_ACTION ITEM:_ From the listing below, tally the lines that include "AnalyzeConfig". Return only the total.

_EXTRACTED ENTRIES:_
*** Block opens ***

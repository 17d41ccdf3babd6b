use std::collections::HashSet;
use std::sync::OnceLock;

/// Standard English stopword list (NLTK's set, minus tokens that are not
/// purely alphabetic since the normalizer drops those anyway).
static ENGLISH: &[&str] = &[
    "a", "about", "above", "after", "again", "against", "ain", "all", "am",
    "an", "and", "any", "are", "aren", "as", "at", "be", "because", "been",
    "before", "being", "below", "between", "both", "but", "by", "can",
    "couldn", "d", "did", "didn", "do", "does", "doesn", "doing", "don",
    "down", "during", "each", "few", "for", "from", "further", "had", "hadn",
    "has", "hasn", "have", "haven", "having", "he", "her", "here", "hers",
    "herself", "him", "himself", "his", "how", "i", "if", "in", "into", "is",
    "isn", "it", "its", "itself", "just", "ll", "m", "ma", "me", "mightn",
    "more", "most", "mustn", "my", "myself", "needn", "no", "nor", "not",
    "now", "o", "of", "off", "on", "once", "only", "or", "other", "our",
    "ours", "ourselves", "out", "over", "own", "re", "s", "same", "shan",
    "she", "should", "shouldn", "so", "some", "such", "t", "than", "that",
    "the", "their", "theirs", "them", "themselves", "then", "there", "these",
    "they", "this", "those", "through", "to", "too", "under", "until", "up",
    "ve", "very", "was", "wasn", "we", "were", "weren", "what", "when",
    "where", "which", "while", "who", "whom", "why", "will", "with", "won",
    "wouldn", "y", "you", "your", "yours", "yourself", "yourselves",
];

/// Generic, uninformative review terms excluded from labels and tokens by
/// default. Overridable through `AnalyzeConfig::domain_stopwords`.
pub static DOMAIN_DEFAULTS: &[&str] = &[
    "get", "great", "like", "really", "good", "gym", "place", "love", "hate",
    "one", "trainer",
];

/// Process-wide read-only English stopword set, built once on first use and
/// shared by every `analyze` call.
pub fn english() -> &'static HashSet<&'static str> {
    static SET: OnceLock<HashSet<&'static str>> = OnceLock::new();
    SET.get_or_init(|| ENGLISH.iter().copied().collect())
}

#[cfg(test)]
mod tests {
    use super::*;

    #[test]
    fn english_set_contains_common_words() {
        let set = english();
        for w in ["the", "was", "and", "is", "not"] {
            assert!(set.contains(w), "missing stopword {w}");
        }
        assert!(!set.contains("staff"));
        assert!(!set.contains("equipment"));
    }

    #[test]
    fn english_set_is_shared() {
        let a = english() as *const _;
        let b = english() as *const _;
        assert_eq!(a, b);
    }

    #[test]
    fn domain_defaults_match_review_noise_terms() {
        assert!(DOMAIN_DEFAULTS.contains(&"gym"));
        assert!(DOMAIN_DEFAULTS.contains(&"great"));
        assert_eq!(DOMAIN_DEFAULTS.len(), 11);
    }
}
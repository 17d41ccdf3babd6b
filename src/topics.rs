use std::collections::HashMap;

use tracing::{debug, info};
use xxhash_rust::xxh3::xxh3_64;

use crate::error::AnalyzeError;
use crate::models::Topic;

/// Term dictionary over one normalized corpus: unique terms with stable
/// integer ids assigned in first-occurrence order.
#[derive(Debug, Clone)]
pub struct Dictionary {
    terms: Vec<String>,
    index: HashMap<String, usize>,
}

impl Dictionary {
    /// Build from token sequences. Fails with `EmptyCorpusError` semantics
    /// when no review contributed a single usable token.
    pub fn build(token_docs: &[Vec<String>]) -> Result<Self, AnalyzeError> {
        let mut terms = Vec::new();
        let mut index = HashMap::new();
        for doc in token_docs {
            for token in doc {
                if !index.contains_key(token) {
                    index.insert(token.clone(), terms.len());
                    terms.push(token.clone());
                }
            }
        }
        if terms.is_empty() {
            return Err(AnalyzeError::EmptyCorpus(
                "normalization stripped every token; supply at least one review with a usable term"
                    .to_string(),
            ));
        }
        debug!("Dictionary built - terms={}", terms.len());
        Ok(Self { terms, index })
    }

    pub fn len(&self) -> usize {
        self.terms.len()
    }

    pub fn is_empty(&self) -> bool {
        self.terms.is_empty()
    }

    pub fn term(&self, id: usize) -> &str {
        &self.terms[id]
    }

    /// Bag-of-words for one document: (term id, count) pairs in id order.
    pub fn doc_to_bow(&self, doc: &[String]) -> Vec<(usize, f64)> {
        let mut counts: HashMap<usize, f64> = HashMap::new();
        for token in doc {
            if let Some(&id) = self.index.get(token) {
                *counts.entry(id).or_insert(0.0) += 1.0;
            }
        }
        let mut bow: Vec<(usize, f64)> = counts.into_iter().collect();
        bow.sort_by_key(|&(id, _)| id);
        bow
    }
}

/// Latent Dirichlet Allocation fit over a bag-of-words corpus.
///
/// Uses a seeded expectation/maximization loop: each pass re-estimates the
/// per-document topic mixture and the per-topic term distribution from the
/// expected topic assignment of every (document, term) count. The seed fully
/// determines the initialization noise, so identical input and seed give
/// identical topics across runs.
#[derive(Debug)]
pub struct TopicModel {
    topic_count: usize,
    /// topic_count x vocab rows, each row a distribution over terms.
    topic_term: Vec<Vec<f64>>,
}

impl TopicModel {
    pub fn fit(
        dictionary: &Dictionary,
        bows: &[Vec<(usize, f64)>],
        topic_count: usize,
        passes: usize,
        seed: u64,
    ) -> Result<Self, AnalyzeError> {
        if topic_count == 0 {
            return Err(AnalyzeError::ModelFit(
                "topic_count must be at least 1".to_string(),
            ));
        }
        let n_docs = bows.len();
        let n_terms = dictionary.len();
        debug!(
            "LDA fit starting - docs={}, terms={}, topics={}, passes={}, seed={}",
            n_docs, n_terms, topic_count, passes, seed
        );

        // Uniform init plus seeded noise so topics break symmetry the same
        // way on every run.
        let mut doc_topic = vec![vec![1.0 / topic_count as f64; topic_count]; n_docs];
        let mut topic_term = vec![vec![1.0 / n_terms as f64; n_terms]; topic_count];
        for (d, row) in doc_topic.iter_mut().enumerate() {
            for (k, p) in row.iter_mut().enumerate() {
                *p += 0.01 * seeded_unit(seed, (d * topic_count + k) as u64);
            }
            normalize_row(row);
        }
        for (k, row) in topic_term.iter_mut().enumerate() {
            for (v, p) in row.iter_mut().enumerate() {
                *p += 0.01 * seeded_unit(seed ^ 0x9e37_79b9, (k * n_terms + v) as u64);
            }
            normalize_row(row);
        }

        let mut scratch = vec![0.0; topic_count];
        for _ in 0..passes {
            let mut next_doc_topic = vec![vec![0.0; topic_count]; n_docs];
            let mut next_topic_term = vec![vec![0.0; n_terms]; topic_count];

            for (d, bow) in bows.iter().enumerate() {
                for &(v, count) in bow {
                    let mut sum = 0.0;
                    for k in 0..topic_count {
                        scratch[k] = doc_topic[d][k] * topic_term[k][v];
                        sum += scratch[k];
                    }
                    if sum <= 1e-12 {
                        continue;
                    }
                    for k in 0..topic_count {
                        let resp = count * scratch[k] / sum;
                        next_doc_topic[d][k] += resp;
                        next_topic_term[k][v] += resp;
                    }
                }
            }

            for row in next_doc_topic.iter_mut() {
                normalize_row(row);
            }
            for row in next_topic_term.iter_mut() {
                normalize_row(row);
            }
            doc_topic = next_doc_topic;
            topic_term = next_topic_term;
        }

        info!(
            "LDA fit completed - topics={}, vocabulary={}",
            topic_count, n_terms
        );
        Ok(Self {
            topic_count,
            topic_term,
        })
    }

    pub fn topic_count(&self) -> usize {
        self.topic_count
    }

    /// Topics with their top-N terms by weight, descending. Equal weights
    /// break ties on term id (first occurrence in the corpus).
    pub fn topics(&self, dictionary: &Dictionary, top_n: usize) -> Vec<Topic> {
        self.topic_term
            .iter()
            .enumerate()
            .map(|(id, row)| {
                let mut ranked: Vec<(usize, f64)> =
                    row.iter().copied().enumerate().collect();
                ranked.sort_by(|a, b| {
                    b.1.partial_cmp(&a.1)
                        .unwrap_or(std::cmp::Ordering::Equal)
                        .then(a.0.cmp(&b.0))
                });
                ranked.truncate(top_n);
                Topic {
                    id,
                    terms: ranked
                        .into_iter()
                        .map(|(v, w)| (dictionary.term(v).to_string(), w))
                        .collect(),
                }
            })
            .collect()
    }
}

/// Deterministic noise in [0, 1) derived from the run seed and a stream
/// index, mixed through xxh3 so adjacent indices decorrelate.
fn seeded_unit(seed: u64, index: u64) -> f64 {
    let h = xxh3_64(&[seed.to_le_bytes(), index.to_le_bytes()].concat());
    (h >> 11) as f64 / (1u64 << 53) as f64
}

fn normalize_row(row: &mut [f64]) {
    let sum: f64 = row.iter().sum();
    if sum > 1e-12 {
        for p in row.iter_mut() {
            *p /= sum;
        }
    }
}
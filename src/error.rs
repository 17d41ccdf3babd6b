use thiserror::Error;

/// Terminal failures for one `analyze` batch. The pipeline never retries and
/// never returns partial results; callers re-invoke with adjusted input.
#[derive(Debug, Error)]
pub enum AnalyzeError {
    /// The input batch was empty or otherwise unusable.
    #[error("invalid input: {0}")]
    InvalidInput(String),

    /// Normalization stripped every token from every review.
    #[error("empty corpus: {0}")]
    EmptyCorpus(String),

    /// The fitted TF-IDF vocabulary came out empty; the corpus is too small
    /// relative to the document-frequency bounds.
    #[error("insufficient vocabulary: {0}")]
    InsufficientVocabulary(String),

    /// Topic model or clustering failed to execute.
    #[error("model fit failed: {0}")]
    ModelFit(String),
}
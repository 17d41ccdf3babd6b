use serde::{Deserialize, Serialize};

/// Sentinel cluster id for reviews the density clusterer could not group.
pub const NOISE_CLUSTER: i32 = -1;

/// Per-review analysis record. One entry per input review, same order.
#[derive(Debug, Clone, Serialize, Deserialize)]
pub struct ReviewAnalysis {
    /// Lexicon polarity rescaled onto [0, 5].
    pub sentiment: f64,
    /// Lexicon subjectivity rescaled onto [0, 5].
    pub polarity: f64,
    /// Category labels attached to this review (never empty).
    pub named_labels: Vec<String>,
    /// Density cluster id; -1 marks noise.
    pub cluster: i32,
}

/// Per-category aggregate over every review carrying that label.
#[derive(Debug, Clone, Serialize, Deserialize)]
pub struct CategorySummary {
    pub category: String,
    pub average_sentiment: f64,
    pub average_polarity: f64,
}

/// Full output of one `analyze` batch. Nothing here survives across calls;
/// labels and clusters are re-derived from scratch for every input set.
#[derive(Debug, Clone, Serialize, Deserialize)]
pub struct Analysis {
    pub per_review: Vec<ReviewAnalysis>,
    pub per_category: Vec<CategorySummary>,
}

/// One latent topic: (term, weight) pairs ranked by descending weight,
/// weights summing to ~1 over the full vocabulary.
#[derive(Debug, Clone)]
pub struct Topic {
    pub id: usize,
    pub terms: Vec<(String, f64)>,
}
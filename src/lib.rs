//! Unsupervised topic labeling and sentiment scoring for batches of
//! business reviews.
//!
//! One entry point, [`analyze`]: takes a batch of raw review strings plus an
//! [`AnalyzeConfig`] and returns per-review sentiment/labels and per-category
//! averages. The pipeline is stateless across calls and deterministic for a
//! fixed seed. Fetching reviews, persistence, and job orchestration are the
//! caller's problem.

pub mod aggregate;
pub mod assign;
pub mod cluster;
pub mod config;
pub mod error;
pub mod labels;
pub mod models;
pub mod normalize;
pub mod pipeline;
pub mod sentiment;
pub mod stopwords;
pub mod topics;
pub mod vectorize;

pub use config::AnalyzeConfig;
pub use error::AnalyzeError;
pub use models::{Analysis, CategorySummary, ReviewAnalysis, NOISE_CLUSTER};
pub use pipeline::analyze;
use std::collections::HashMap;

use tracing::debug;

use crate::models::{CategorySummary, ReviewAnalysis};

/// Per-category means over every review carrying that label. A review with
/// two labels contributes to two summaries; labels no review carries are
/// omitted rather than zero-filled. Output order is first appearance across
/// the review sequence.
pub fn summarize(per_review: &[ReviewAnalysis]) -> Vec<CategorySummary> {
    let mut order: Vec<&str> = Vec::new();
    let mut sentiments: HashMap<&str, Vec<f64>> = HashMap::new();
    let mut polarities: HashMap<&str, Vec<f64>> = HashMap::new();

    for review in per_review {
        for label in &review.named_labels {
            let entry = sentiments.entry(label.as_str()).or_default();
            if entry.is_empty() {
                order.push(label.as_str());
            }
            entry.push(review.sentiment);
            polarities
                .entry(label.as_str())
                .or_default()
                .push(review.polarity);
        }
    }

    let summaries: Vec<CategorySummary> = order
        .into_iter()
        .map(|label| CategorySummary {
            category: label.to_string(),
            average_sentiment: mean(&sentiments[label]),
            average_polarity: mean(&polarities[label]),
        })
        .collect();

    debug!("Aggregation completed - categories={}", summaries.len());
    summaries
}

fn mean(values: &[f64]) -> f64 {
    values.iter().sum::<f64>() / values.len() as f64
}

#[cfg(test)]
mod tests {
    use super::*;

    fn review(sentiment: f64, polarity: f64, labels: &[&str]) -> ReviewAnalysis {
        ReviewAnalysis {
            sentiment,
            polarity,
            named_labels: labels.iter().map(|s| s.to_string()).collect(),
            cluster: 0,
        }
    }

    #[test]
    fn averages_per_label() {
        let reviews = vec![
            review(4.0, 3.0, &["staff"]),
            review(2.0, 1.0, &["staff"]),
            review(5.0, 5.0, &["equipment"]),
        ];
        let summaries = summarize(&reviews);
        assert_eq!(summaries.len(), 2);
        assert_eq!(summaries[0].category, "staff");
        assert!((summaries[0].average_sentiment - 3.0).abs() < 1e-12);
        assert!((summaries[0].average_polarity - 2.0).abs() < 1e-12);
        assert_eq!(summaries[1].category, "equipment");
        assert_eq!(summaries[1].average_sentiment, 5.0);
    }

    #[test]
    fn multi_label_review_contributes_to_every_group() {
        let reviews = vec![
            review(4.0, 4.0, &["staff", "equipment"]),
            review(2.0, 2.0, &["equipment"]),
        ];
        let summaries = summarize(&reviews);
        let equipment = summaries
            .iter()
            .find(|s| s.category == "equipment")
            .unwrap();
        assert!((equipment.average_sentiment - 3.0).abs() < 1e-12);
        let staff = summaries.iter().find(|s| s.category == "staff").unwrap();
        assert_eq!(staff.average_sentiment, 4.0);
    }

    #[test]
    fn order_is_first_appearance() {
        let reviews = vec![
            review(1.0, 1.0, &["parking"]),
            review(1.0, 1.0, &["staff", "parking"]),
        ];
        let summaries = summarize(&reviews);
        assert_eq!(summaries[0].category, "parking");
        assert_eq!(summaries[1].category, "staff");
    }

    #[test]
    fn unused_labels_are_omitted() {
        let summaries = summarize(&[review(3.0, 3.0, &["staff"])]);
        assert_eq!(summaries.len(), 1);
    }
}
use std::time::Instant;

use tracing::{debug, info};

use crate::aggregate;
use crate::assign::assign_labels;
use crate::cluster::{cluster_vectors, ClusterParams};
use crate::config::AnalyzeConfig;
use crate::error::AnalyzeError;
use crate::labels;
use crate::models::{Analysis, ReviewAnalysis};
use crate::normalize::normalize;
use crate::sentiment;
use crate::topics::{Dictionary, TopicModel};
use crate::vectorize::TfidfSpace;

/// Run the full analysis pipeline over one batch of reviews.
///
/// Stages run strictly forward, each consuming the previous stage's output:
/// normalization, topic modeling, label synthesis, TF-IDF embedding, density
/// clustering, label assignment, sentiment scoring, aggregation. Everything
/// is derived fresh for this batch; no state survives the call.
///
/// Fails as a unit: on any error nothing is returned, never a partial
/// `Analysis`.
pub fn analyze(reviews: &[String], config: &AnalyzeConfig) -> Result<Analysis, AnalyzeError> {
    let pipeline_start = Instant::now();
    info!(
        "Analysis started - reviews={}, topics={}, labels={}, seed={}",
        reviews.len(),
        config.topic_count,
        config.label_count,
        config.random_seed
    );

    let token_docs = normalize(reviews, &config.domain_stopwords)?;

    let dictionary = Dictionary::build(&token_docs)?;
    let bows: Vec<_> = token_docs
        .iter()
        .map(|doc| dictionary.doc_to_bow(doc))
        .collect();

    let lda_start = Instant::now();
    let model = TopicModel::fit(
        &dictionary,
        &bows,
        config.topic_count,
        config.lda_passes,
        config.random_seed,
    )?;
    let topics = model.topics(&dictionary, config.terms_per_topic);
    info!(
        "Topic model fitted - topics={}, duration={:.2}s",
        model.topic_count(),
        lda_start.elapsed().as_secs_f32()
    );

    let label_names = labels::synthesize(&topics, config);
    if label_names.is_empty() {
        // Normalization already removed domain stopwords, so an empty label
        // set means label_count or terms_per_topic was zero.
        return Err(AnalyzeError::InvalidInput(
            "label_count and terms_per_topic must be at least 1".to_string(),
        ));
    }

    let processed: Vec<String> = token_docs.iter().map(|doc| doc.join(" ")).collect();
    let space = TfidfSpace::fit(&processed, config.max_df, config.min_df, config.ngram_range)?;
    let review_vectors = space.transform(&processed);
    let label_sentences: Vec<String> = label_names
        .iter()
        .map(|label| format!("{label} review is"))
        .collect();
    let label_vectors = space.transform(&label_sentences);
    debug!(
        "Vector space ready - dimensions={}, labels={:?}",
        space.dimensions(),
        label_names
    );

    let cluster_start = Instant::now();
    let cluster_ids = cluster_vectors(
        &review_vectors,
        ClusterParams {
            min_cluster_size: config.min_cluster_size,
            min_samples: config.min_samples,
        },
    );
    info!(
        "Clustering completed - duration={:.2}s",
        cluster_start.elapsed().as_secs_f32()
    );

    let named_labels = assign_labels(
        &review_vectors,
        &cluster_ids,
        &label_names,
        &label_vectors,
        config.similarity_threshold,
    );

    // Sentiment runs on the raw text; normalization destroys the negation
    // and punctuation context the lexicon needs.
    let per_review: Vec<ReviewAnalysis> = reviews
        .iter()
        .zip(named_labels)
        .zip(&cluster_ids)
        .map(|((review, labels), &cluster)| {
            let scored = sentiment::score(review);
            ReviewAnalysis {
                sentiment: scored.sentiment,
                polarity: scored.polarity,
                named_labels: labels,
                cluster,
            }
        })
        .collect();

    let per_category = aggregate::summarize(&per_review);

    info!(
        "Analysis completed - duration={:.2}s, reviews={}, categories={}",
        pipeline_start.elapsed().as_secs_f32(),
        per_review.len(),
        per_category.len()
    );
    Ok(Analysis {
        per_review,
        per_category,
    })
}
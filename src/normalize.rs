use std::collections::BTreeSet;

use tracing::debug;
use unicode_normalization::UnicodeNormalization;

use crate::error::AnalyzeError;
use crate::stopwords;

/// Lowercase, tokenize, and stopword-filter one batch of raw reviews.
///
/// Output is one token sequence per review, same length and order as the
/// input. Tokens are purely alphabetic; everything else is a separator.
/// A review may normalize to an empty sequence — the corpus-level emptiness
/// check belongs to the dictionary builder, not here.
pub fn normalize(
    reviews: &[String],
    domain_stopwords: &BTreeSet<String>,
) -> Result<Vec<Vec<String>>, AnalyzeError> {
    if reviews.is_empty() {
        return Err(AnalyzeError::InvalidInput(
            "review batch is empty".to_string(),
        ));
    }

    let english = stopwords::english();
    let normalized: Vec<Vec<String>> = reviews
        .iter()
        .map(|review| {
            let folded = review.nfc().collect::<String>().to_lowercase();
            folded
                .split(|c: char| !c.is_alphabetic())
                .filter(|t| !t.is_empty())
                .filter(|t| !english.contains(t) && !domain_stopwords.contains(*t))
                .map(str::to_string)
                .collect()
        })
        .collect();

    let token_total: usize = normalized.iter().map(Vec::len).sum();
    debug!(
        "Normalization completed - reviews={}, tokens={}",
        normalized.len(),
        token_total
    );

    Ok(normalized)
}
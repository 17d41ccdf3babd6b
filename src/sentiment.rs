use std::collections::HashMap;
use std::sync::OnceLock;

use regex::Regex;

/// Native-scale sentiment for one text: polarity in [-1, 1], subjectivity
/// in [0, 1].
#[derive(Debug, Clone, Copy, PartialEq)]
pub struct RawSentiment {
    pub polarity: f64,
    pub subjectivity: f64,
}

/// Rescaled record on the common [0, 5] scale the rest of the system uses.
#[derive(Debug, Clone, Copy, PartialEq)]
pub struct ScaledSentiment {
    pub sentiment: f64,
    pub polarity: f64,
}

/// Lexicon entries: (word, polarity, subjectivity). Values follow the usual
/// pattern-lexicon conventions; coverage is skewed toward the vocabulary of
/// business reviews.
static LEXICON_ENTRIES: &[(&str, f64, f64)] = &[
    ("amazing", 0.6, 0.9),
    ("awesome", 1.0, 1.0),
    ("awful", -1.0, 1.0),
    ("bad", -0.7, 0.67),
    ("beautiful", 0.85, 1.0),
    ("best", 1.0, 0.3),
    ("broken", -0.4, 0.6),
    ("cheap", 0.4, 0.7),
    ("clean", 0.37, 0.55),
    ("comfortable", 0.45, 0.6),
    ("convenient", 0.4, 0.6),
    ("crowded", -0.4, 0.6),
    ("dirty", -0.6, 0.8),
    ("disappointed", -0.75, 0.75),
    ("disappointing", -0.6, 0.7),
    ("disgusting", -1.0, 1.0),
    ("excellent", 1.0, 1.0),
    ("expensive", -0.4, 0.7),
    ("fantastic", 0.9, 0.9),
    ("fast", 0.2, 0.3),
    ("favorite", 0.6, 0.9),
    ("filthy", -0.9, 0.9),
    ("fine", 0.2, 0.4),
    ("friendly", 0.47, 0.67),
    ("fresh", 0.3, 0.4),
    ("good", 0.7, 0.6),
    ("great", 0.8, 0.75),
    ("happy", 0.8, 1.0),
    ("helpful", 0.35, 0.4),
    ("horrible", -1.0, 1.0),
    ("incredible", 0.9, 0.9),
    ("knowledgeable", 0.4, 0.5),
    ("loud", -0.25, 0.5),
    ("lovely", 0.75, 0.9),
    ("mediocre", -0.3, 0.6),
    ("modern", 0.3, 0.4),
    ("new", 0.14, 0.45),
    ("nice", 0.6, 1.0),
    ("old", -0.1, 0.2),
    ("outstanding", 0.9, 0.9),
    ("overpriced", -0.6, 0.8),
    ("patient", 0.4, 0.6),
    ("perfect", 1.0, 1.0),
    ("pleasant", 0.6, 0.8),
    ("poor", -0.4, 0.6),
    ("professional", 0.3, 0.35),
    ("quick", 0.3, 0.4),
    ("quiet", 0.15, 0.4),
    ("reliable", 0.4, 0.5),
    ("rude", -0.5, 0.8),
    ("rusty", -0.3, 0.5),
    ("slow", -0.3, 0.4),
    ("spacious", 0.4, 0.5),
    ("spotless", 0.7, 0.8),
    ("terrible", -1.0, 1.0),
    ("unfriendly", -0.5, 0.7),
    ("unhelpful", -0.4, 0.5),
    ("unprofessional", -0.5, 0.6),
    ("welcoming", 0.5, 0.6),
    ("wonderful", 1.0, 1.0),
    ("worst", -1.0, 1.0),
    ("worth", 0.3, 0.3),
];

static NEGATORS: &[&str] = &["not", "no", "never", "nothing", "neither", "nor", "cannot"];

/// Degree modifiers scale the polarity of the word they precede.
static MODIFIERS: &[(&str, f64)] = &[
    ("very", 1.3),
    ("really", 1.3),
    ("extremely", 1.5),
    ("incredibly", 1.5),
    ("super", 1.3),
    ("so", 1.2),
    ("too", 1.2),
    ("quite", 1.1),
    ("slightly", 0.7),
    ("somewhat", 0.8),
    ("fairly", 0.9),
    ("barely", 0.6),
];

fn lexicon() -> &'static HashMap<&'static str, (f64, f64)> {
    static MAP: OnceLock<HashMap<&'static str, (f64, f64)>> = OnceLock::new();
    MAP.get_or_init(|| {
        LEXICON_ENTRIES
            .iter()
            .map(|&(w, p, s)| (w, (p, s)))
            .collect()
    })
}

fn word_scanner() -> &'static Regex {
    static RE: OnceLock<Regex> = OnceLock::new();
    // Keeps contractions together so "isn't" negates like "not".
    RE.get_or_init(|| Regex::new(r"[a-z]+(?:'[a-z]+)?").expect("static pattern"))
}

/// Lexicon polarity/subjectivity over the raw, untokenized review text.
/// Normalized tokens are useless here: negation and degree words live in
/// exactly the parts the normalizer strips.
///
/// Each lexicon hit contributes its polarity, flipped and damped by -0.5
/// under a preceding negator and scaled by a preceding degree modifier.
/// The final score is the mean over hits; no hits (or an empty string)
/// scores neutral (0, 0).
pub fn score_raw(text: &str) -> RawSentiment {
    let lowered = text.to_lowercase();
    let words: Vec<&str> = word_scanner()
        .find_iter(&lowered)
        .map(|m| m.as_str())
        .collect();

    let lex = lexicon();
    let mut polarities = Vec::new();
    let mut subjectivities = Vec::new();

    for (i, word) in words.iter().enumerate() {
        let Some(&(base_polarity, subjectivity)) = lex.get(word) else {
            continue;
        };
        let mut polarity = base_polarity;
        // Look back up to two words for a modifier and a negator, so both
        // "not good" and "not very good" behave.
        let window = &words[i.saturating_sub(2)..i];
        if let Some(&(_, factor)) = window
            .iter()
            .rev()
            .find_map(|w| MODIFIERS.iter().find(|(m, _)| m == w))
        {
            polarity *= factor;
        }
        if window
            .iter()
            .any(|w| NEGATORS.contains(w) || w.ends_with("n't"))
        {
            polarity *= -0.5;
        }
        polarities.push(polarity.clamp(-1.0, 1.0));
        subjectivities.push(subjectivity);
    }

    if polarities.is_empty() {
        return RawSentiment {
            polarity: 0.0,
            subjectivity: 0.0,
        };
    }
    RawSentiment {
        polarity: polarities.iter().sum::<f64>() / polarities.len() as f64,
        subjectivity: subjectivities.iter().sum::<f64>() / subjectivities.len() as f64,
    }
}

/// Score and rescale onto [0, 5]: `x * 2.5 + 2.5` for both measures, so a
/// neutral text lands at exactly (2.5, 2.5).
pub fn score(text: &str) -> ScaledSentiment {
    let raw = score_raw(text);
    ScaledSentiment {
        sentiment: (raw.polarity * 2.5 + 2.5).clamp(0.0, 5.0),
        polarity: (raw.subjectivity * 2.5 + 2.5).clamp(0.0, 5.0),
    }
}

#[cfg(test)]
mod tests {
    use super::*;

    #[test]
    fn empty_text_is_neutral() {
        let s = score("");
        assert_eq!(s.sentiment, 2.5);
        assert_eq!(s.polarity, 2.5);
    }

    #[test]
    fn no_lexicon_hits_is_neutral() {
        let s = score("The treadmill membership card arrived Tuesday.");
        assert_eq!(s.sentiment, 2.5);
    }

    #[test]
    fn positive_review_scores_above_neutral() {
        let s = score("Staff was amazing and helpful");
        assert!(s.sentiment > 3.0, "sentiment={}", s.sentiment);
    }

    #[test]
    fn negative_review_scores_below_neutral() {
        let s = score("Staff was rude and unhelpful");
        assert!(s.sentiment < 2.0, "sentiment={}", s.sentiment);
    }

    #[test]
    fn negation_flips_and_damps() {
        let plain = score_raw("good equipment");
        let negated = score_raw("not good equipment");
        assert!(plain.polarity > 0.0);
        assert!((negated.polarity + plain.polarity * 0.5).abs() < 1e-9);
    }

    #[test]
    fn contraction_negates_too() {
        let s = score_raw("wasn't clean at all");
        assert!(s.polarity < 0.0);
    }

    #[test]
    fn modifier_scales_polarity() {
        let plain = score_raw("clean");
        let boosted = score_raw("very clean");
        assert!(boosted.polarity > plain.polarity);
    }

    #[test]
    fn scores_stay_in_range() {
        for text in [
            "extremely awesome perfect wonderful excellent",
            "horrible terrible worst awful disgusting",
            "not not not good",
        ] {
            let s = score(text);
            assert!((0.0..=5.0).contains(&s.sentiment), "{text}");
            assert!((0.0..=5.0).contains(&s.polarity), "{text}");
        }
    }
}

*** Block closes ***

_OUTPUT:_ 5